Monday, May. 06, 1940
Racketeer Scalise
Many a New Yorker well remembers March 1936, when, for 15 days, he climbed and panted up & down skyscraper office buildings, apartments, hotels left elevator-less by the building-service strike. Not so many remember the smoothly smiling, dapper man named George Scalise (rhymes with police), who was one of the war council running the strike.

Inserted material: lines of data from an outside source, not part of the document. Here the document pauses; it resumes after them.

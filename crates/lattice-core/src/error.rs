//! Error types for the lattice relay.

use thiserror::Error;

/// Result type alias using lattice's Error type.
pub type Result<T> = std::result::Result<T, Error>;

/// Core error type for lattice relay operations.
#[derive(Error, Debug)]
pub enum Error {
    /// Entity not found in the cohort
    #[error("Entity not found: {0}")]
    NotFound(String),

    /// Caller is not allowed to see the entity
    #[error("Unauthorized: {0}")]
    Unauthorized(String),

    /// Entity lookup failed for a transient or unspecified reason
    #[error("Lookup error: {0}")]
    Lookup(String),

    /// Outbound channel delivery failed
    #[error("Publish error: {0}")]
    Publish(String),

    /// Serialization/deserialization error
    #[error("Serialization error: {0}")]
    Serialization(String),

    /// Configuration error
    #[error("Configuration error: {0}")]
    Config(String),

    /// A change notification is missing fields its kind requires
    #[error("Invalid notification: {0}")]
    InvalidNotification(String),

    /// Internal error
    #[error("Internal error: {0}")]
    Internal(String),
}

impl From<serde_json::Error> for Error {
    fn from(e: serde_json::Error) -> Self {
        Error::Serialization(e.to_string())
    }
}
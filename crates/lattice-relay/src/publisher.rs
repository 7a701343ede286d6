//! Publisher: hands outbound events to the channel and absorbs failures.
//!
//! A single bad or unavailable consumer channel must not halt processing of
//! subsequent, unrelated notifications, so `publish` never propagates an
//! error. Failures are recorded to the diagnostic sink with the event's
//! string form and returned as an outcome for the dispatcher's accounting.

use std::sync::Arc;

use tracing::{debug, error};

use lattice_core::{DiagnosticRecord, DiagnosticSink, OutboundChannel, OutboundEvent};

/// Result of one publish attempt. Failed deliveries are terminal; retry, if
/// desired, belongs to the channel transport itself.
#[derive(Debug, Clone, Copy, PartialEq, Eq)]
pub enum PublishOutcome {
    Delivered,
    Failed,
}

/// Delivers events to the outbound channel, recording failures.
pub struct Publisher {
    channel: Arc<dyn OutboundChannel>,
    diagnostics: Arc<dyn DiagnosticSink>,
}

impl Publisher {
    pub fn new(channel: Arc<dyn OutboundChannel>, diagnostics: Arc<dyn DiagnosticSink>) -> Self {
        Self {
            channel,
            diagnostics,
        }
    }

    /// Attempt delivery. Never returns an error to the caller.
    pub async fn publish(&self, event: &OutboundEvent) -> PublishOutcome {
        match self.channel.send(event).await {
            Ok(()) => {
                debug!(
                    event_kind = event.event_kind.as_str(),
                    entity_id = %event.subject.id,
                    "Published outbound event"
                );
                PublishOutcome::Delivered
            }
            Err(e) => {
                error!(
                    event_kind = event.event_kind.as_str(),
                    entity_id = %event.subject.id,
                    error = %e,
                    "Outbound channel rejected event"
                );
                let event_form = event
                    .to_wire()
                    .unwrap_or_else(|_| format!("{event:?}"));
                self.diagnostics
                    .record(DiagnosticRecord::new(
                        "publisher/send",
                        Some(event_form),
                        &e,
                    ))
                    .await;
                PublishOutcome::Failed
            }
        }
    }
}
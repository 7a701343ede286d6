//! Event transformer: maps a resolved notification into an outbound event.
//!
//! Pure construction, no I/O and no failure path. Malformed notifications
//! are rejected by the dispatcher before this stage runs.

use uuid::Uuid;

use lattice_core::{
    ChangeKind, Classification, ElementHeader, EntityState, OutboundEvent, OutboundEventKind,
};

/// Build the outbound event for one relayed notification.
///
/// Field selection rules:
/// - `event_time` is the subject's last-update time when present, else its
///   creation time. Updates always carry the update time; creations, which
///   have no update time yet, carry the creation time.
/// - `previous` header/properties populate only when a pre-change snapshot
///   was supplied (updates, reclassifications).
/// - `classification_name` comes from the added classification when one is
///   present, else from the removed one. A reclassification carrying both
///   names the added classification, and the removed classification's
///   properties are still attached so the "what was removed" detail is not
///   lost.
pub fn transform(
    kind: ChangeKind,
    current: EntityState,
    previous: Option<EntityState>,
    added_classification: Option<Classification>,
    removed_classification: Option<Classification>,
) -> OutboundEvent {
    let event_time = current.updated_at.unwrap_or(current.created_at);

    let classification_name = match (&added_classification, &removed_classification) {
        (Some(added), _) => Some(added.name.clone()),
        (None, Some(removed)) => Some(removed.name.clone()),
        (None, None) => None,
    };

    OutboundEvent {
        event_id: Uuid::new_v4(),
        event_kind: OutboundEventKind::from(kind),
        event_time,
        subject: ElementHeader::from(&current),
        subject_properties: current.properties,
        previous: previous.as_ref().map(ElementHeader::from),
        previous_properties: previous.map(|p| p.properties),
        classification_name,
        removed_classification_properties: removed_classification.map(|c| c.properties),
        prior_identifier: None,
        prior_home_id: None,
        prior_type_name: None,
    }
}

#[cfg(test)]
mod tests {
    use super::*;
    use chrono::{TimeZone, Utc};
    use serde_json::json;

    fn entity_created_at(id: &str, secs: i64) -> EntityState {
        EntityState::new(id, "Asset").with_created_at(Utc.timestamp_opt(secs, 0).unwrap())
    }

    #[test]
    fn test_creation_uses_creation_time() {
        let t0 = Utc.timestamp_opt(1_700_000_000, 0).unwrap();
        let entity = entity_created_at("e1", 1_700_000_000);

        let event = transform(ChangeKind::Created, entity, None, None, None);
        assert_eq!(event.event_kind, OutboundEventKind::NewElementCreated);
        assert_eq!(event.event_time, t0);
    }

    #[test]
    fn test_update_uses_update_time_regardless_of_creation_time() {
        let u = Utc.timestamp_opt(1_700_000_500, 0).unwrap();
        let entity = entity_created_at("e1", 1_700_000_000).with_updated_at(u);

        let event = transform(ChangeKind::Updated, entity, None, None, None);
        assert_eq!(event.event_time, u);
    }

    #[test]
    fn test_subject_header_and_properties_from_current() {
        let entity = EntityState::new("e1", "Asset").with_property("name", json!("orders"));

        let event = transform(ChangeKind::Refreshed, entity, None, None, None);
        assert_eq!(event.subject.id, "e1");
        assert_eq!(event.subject.type_name, "Asset");
        assert_eq!(event.subject_properties["name"], json!("orders"));
    }

    #[test]
    fn test_previous_populates_only_when_supplied() {
        let current = EntityState::new("e1", "Asset");
        let event = transform(ChangeKind::Updated, current.clone(), None, None, None);
        assert!(event.previous.is_none());
        assert!(event.previous_properties.is_none());

        let previous = EntityState::new("e1", "Asset").with_property("name", json!("old"));
        let event = transform(ChangeKind::Updated, current, Some(previous), None, None);
        assert_eq!(event.previous.unwrap().id, "e1");
        assert_eq!(event.previous_properties.unwrap()["name"], json!("old"));
    }

    #[test]
    fn test_added_classification_names_event() {
        let entity = EntityState::new("e1", "Asset");
        let event = transform(
            ChangeKind::Classified,
            entity,
            None,
            Some(Classification::new("Confidential")),
            None,
        );
        assert_eq!(event.classification_name.as_deref(), Some("Confidential"));
        assert!(event.removed_classification_properties.is_none());
    }

    #[test]
    fn test_removed_classification_names_event_when_alone() {
        let entity = EntityState::new("e1", "Asset");
        let removed = Classification::new("Retired").with_property("reason", json!("stale"));
        let event = transform(ChangeKind::Declassified, entity, None, None, Some(removed));
        assert_eq!(event.classification_name.as_deref(), Some("Retired"));
        assert_eq!(
            event.removed_classification_properties.unwrap()["reason"],
            json!("stale")
        );
    }

    #[test]
    fn test_reclassify_added_name_wins_but_removed_properties_survive() {
        let entity = EntityState::new("e1", "Asset");
        let added = Classification::new("Confidential").with_property("level", json!(3));
        let removed = Classification::new("Public").with_property("since", json!("2021"));

        let event = transform(
            ChangeKind::Reclassified,
            entity,
            None,
            Some(added),
            Some(removed),
        );
        assert_eq!(event.event_kind, OutboundEventKind::ElementReclassified);
        assert_eq!(event.classification_name.as_deref(), Some("Confidential"));
        // The removed classification's properties remain retrievable.
        assert_eq!(
            event.removed_classification_properties.unwrap()["since"],
            json!("2021")
        );
    }

    #[test]
    fn test_reclassify_with_unknown_delta_still_builds_event() {
        let entity = EntityState::new("e1", "Asset");
        let event = transform(ChangeKind::Reclassified, entity, None, None, None);
        assert_eq!(event.event_kind, OutboundEventKind::ElementReclassified);
        assert!(event.classification_name.is_none());
        assert!(event.removed_classification_properties.is_none());
    }

    #[test]
    fn test_prior_fields_left_for_dispatcher() {
        let entity = EntityState::new("e1", "Asset");
        let event = transform(ChangeKind::IdentifierChanged, entity, None, None, None);
        assert!(event.prior_identifier.is_none());
        assert!(event.prior_home_id.is_none());
        assert!(event.prior_type_name.is_none());
    }

    #[test]
    fn test_each_event_gets_fresh_id() {
        let e1 = transform(
            ChangeKind::Created,
            EntityState::new("e1", "Asset"),
            None,
            None,
            None,
        );
        let e2 = transform(
            ChangeKind::Created,
            EntityState::new("e1", "Asset"),
            None,
            None,
            None,
        );
        assert_ne!(e1.event_id, e2.event_id);
    }
}
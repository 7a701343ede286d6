//! Diagnostic sink implementations.
//!
//! [`TracingDiagnostics`] is the production default: publish failures land
//! in the structured log stream. [`MemoryDiagnostics`] keeps a bounded
//! in-memory buffer that embedders can surface over an API and tests can
//! inspect.

use std::collections::VecDeque;
use std::sync::Mutex;

use async_trait::async_trait;
use tracing::error;

use lattice_core::defaults;
use lattice_core::{DiagnosticRecord, DiagnosticSink};

/// Sink that reports failures through the `tracing` stream at ERROR.
#[derive(Debug, Default)]
pub struct TracingDiagnostics;

#[async_trait]
impl DiagnosticSink for TracingDiagnostics {
    async fn record(&self, record: DiagnosticRecord) {
        error!(
            context = %record.context,
            error = %record.error,
            event = record.event_form.as_deref().unwrap_or("<none>"),
            "Relay diagnostic"
        );
    }
}

/// Sink that retains the most recent records in memory.
///
/// Holds at most `capacity` records; the oldest are discarded first.
pub struct MemoryDiagnostics {
    capacity: usize,
    records: Mutex<VecDeque<DiagnosticRecord>>,
}

impl MemoryDiagnostics {
    /// Create a sink with the given retention capacity.
    pub fn new(capacity: usize) -> Self {
        Self {
            capacity: capacity.max(1),
            records: Mutex::new(VecDeque::new()),
        }
    }

    /// Snapshot of the retained records, oldest first.
    pub fn records(&self) -> Vec<DiagnosticRecord> {
        self.records.lock().unwrap().iter().cloned().collect()
    }

    /// Number of retained records.
    pub fn len(&self) -> usize {
        self.records.lock().unwrap().len()
    }

    /// Whether no records are retained.
    pub fn is_empty(&self) -> bool {
        self.records.lock().unwrap().is_empty()
    }
}

impl Default for MemoryDiagnostics {
    fn default() -> Self {
        Self::new(defaults::DIAGNOSTIC_BUFFER)
    }
}

#[async_trait]
impl DiagnosticSink for MemoryDiagnostics {
    async fn record(&self, record: DiagnosticRecord) {
        let mut records = self.records.lock().unwrap();
        if records.len() == self.capacity {
            records.pop_front();
        }
        records.push_back(record);
    }
}
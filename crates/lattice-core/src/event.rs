//! Outbound event types published on the relay's out topic.
//!
//! An [`OutboundEvent`] is the relay's externally visible artifact: one is
//! constructed per successfully relayed notification, handed to the
//! publisher, and discarded. Event kinds use the consumer vocabulary
//! (`NEW_ELEMENT_CREATED`, `ELEMENT_UPDATED`, ...) rather than the cohort's
//! internal change kinds.

use chrono::{DateTime, Utc};
use serde::{Deserialize, Serialize};
use uuid::Uuid;

use crate::error::Result;
use crate::model::{ChangeKind, EntityState, PropertyMap};

/// Outbound event kind, in consumer vocabulary.
#[derive(Debug, Clone, Copy, PartialEq, Eq, Hash, Serialize, Deserialize)]
#[serde(rename_all = "SCREAMING_SNAKE_CASE")]
pub enum OutboundEventKind {
    NewElementCreated,
    ElementUpdated,
    ElementClassified,
    ElementDeclassified,
    ElementReclassified,
    ElementDeleted,
    ElementPurged,
    ElementRestored,
    ElementIdentifierChanged,
    ElementTypeChanged,
    ElementHomeChanged,
    ElementRefreshed,
}

impl OutboundEventKind {
    /// Wire-form name of this kind.
    pub fn as_str(&self) -> &'static str {
        match self {
            OutboundEventKind::NewElementCreated => "NEW_ELEMENT_CREATED",
            OutboundEventKind::ElementUpdated => "ELEMENT_UPDATED",
            OutboundEventKind::ElementClassified => "ELEMENT_CLASSIFIED",
            OutboundEventKind::ElementDeclassified => "ELEMENT_DECLASSIFIED",
            OutboundEventKind::ElementReclassified => "ELEMENT_RECLASSIFIED",
            OutboundEventKind::ElementDeleted => "ELEMENT_DELETED",
            OutboundEventKind::ElementPurged => "ELEMENT_PURGED",
            OutboundEventKind::ElementRestored => "ELEMENT_RESTORED",
            OutboundEventKind::ElementIdentifierChanged => "ELEMENT_IDENTIFIER_CHANGED",
            OutboundEventKind::ElementTypeChanged => "ELEMENT_TYPE_CHANGED",
            OutboundEventKind::ElementHomeChanged => "ELEMENT_HOME_CHANGED",
            OutboundEventKind::ElementRefreshed => "ELEMENT_REFRESHED",
        }
    }
}

impl From<ChangeKind> for OutboundEventKind {
    fn from(kind: ChangeKind) -> Self {
        match kind {
            ChangeKind::Created => OutboundEventKind::NewElementCreated,
            ChangeKind::Updated => OutboundEventKind::ElementUpdated,
            ChangeKind::Classified => OutboundEventKind::ElementClassified,
            ChangeKind::Declassified => OutboundEventKind::ElementDeclassified,
            ChangeKind::Reclassified => OutboundEventKind::ElementReclassified,
            ChangeKind::Deleted => OutboundEventKind::ElementDeleted,
            ChangeKind::Purged => OutboundEventKind::ElementPurged,
            ChangeKind::Restored => OutboundEventKind::ElementRestored,
            ChangeKind::IdentifierChanged => OutboundEventKind::ElementIdentifierChanged,
            ChangeKind::TypeChanged => OutboundEventKind::ElementTypeChanged,
            ChangeKind::HomeChanged => OutboundEventKind::ElementHomeChanged,
            ChangeKind::Refreshed => OutboundEventKind::ElementRefreshed,
        }
    }
}

/// Identifier and type of the entity an event is about.
#[derive(Debug, Clone, PartialEq, Serialize, Deserialize)]
pub struct ElementHeader {
    /// Entity identifier.
    pub id: String,
    /// Declared type name.
    pub type_name: String,
}

impl ElementHeader {
    pub fn new(id: impl Into<String>, type_name: impl Into<String>) -> Self {
        Self {
            id: id.into(),
            type_name: type_name.into(),
        }
    }
}

impl From<&EntityState> for ElementHeader {
    fn from(entity: &EntityState) -> Self {
        Self {
            id: entity.id.clone(),
            type_name: entity.type_name.clone(),
        }
    }
}

/// One relayed event. Constructed fresh per relay invocation, published,
/// then discarded; the relay never retains it.
#[derive(Debug, Clone, PartialEq, Serialize, Deserialize)]
pub struct OutboundEvent {
    /// Unique event identifier, assigned by the relay.
    pub event_id: Uuid,
    /// Event kind in consumer vocabulary.
    pub event_kind: OutboundEventKind,
    /// Last-update time of the subject if present, else its creation time.
    pub event_time: DateTime<Utc>,
    /// Identifier and type of the current entity.
    pub subject: ElementHeader,
    /// Flattened properties of the current entity.
    pub subject_properties: PropertyMap,
    /// Header of the pre-change entity (updates, reclassifications).
    #[serde(skip_serializing_if = "Option::is_none")]
    pub previous: Option<ElementHeader>,
    /// Properties of the pre-change entity.
    #[serde(skip_serializing_if = "Option::is_none")]
    pub previous_properties: Option<PropertyMap>,
    /// Name of the classification that was added, removed, or changed.
    /// When a reclassification carries both an added and a removed
    /// classification, the added one's name is carried here.
    #[serde(skip_serializing_if = "Option::is_none")]
    pub classification_name: Option<String>,
    /// Properties of the removed classification, retained so consumers can
    /// still see what was detached even when `classification_name` names the
    /// added one.
    #[serde(skip_serializing_if = "Option::is_none")]
    pub removed_classification_properties: Option<PropertyMap>,
    /// Identifier before an identifier change.
    #[serde(skip_serializing_if = "Option::is_none")]
    pub prior_identifier: Option<String>,
    /// Home collection id before a home change.
    #[serde(skip_serializing_if = "Option::is_none")]
    pub prior_home_id: Option<String>,
    /// Type name before a type change.
    #[serde(skip_serializing_if = "Option::is_none")]
    pub prior_type_name: Option<String>,
}

impl OutboundEvent {
    /// JSON wire form of the event.
    pub fn to_wire(&self) -> Result<String> {
        Ok(serde_json::to_string(self)?)
    }
}

#[cfg(test)]
mod tests {
    use super::*;
    use crate::model::Classification;
    use serde_json::json;

    #[test]
    fn test_kind_mapping_exhaustive() {
        let pairs = [
            (ChangeKind::Created, OutboundEventKind::NewElementCreated),
            (ChangeKind::Updated, OutboundEventKind::ElementUpdated),
            (ChangeKind::Classified, OutboundEventKind::ElementClassified),
            (
                ChangeKind::Declassified,
                OutboundEventKind::ElementDeclassified,
            ),
            (
                ChangeKind::Reclassified,
                OutboundEventKind::ElementReclassified,
            ),
            (ChangeKind::Deleted, OutboundEventKind::ElementDeleted),
            (ChangeKind::Purged, OutboundEventKind::ElementPurged),
            (ChangeKind::Restored, OutboundEventKind::ElementRestored),
            (
                ChangeKind::IdentifierChanged,
                OutboundEventKind::ElementIdentifierChanged,
            ),
            (
                ChangeKind::TypeChanged,
                OutboundEventKind::ElementTypeChanged,
            ),
            (
                ChangeKind::HomeChanged,
                OutboundEventKind::ElementHomeChanged,
            ),
            (ChangeKind::Refreshed, OutboundEventKind::ElementRefreshed),
        ];
        for (change, outbound) in pairs {
            assert_eq!(OutboundEventKind::from(change), outbound);
        }
    }

    #[test]
    fn test_kind_wire_names() {
        assert_eq!(
            OutboundEventKind::NewElementCreated.as_str(),
            "NEW_ELEMENT_CREATED"
        );
        assert_eq!(
            OutboundEventKind::ElementReclassified.as_str(),
            "ELEMENT_RECLASSIFIED"
        );
        assert_eq!(
            serde_json::to_string(&OutboundEventKind::ElementHomeChanged).unwrap(),
            r#""ELEMENT_HOME_CHANGED""#
        );
    }

    #[test]
    fn test_header_from_entity() {
        let entity = EntityState::new("e1", "Asset");
        let header = ElementHeader::from(&entity);
        assert_eq!(header.id, "e1");
        assert_eq!(header.type_name, "Asset");
    }

    #[test]
    fn test_event_wire_form_skips_absent_fields() {
        let entity = EntityState::new("e1", "Asset").with_property("name", json!("a"));
        let event = OutboundEvent {
            event_id: Uuid::nil(),
            event_kind: OutboundEventKind::NewElementCreated,
            event_time: entity.created_at,
            subject: ElementHeader::from(&entity),
            subject_properties: entity.properties.clone(),
            previous: None,
            previous_properties: None,
            classification_name: None,
            removed_classification_properties: None,
            prior_identifier: None,
            prior_home_id: None,
            prior_type_name: None,
        };

        let wire = event.to_wire().unwrap();
        assert!(wire.contains(r#""event_kind":"NEW_ELEMENT_CREATED"#));
        assert!(wire.contains(r#""id":"e1"#));
        assert!(!wire.contains("previous"));
        assert!(!wire.contains("classification_name"));
        assert!(!wire.contains("prior_identifier"));
    }

    #[test]
    fn test_event_wire_round_trip() {
        let removed = Classification::new("Retired").with_property("reason", json!("stale"));
        let event = OutboundEvent {
            event_id: Uuid::new_v4(),
            event_kind: OutboundEventKind::ElementReclassified,
            event_time: Utc::now(),
            subject: ElementHeader::new("e1", "Asset"),
            subject_properties: PropertyMap::new(),
            previous: None,
            previous_properties: None,
            classification_name: Some("Confidential".to_string()),
            removed_classification_properties: Some(removed.properties),
            prior_identifier: None,
            prior_home_id: None,
            prior_type_name: None,
        };

        let wire = event.to_wire().unwrap();
        let parsed: OutboundEvent = serde_json::from_str(&wire).unwrap();
        assert_eq!(parsed, event);
        assert_eq!(
            parsed.removed_classification_properties.unwrap()["reason"],
            json!("stale")
        );
    }
}
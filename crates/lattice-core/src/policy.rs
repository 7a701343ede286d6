//! Interest policy: which entity types the relay republishes, and the
//! caller identity it uses for visibility lookups.
//!
//! Built once at relay start-up and shared read-only across every
//! notification. Different consuming subsystems care about different root
//! types, so the interest set is deployment configuration rather than a
//! hard-coded constant.

use std::collections::HashSet;

use crate::defaults;

/// Static relay configuration.
#[derive(Debug, Clone)]
pub struct InterestPolicy {
    /// Type names considered of interest. An entity is admitted when its
    /// declared type, or any of its supertypes, appears here.
    interesting_types: HashSet<String>,
    /// Caller identity passed to every entity lookup.
    caller_identity: String,
}

impl Default for InterestPolicy {
    fn default() -> Self {
        let mut interesting_types = HashSet::new();
        interesting_types.insert(defaults::INTEREST_ROOT_TYPE.to_string());
        Self {
            interesting_types,
            caller_identity: defaults::CALLER_IDENTITY.to_string(),
        }
    }
}

impl InterestPolicy {
    /// Create a policy from an explicit interest set and caller identity.
    pub fn new<I, S>(interesting_types: I, caller_identity: impl Into<String>) -> Self
    where
        I: IntoIterator<Item = S>,
        S: Into<String>,
    {
        Self {
            interesting_types: interesting_types.into_iter().map(Into::into).collect(),
            caller_identity: caller_identity.into(),
        }
    }

    /// Create a policy from environment variables (with defaults).
    ///
    /// | Variable | Default | Description |
    /// |----------|---------|-------------|
    /// | `RELAY_INTEREST_TYPES` | `Referenceable` | Comma-separated interest set |
    /// | `RELAY_CALLER_IDENTITY` | `lattice-relay` | Identity for lookups |
    pub fn from_env() -> Self {
        let mut policy = Self::default();

        if let Ok(raw) = std::env::var("RELAY_INTEREST_TYPES") {
            let types: HashSet<String> = raw
                .split(',')
                .map(str::trim)
                .filter(|t| !t.is_empty())
                .map(String::from)
                .collect();
            if !types.is_empty() {
                policy.interesting_types = types;
            }
        }

        if let Ok(caller) = std::env::var("RELAY_CALLER_IDENTITY") {
            if !caller.is_empty() {
                policy.caller_identity = caller;
            }
        }

        policy
    }

    /// Replace the interest set.
    pub fn with_interesting_types<I, S>(mut self, types: I) -> Self
    where
        I: IntoIterator<Item = S>,
        S: Into<String>,
    {
        self.interesting_types = types.into_iter().map(Into::into).collect();
        self
    }

    /// Add a single type name to the interest set.
    pub fn with_interesting_type(mut self, type_name: impl Into<String>) -> Self {
        self.interesting_types.insert(type_name.into());
        self
    }

    /// Set the caller identity used for lookups.
    pub fn with_caller_identity(mut self, caller: impl Into<String>) -> Self {
        self.caller_identity = caller.into();
        self
    }

    /// Whether a single type name is in the interest set.
    pub fn is_interesting(&self, type_name: &str) -> bool {
        self.interesting_types.contains(type_name)
    }

    /// Caller identity for visibility lookups.
    pub fn caller_identity(&self) -> &str {
        &self.caller_identity
    }

    /// Number of type names in the interest set.
    pub fn interest_count(&self) -> usize {
        self.interesting_types.len()
    }
}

Inconspicuous then, Mr. Scalise became scarcely better-known when he rose to the presidency of A. F. of L.'s Building Service Employees' International Union (with a membership of some 70,000 charwomen, chambermaids, elevator operators, window washers), a $25,000-a-year salary, an unlimited expense account. A little-known figure he might have remained, had not crusty, crusading Columnist Westbrook Pegler (who last fortnight got William Bioff, boss of A. F. of L. studio labor in Hollywood, sent to jail in Illinois to serve out an 18-year-old sentence for pandering) grown curious about Mr. Scalise.
Last January, Pegler wrote in an open letter to A. F. of L. President William Green: "I am going to tell you today that the head of one of your big international unions was sentenced to Atlanta Penitentiary for four years and six months for white slavery. . . . The man I mean is George Scalise ... a criminal of the vilest type." Thick & fast followed Pegler accusations that Mr. Scalise was a racketeer, had acquired a 27-room mansion out of his savings. "What have the New York police and District Attorney Tom Dewey's investigators to say as to his activities in the last ten or 15 years?" hissed Mr. Pegler.
Indignantly bumbling Mr. Green replied: "Scalise came to me and told me his story. He said that ever since he got out of jail he had gone straight. . . . Furthermore Mr. Scalise charged that certain local officials of his union whom he had exposed for alleged misappropriation of funds were responsible for reviving and spreading by anonymous circulars the early chapter of his life. Mr. Scalise made the point that if he were himself a racketeer he certainly would not be active in extirpating racketeers in his union. . ..
Last week, into Manhattan's Commodore Hotel, where Mr. Scalise slept, swooped agents of District Attorney Dewey, who carried him off to jail. The charge: extortion and conspiracy. Victims of his alleged extortions had been office-building cleaning companies, exterminators, hotel owners. On the threat of calling organization drives or strikes, said the charges, Scalise and confederates had gouged them for "protection" ranging from $100 to $9,000, had collected at least $97,150 in all. Through his counsel, Mr. Scalise pleaded not guilty.
Said Assistant District Attorney Murray I. Gurfein: "The union is to Scalise what a jimmy is to a burglar."
Scalise, out in $40,000 bond, resigned his union presidency, wrote the executive board of the B. S. E. I. U.: "Dear brothers and sisters: . . . Under no circumstances will I permit my misfortune to affect those to whom I owe so much. . . ." Thoughtful Mr. Scalise was 24 hours late. The board had already decided to suspend him.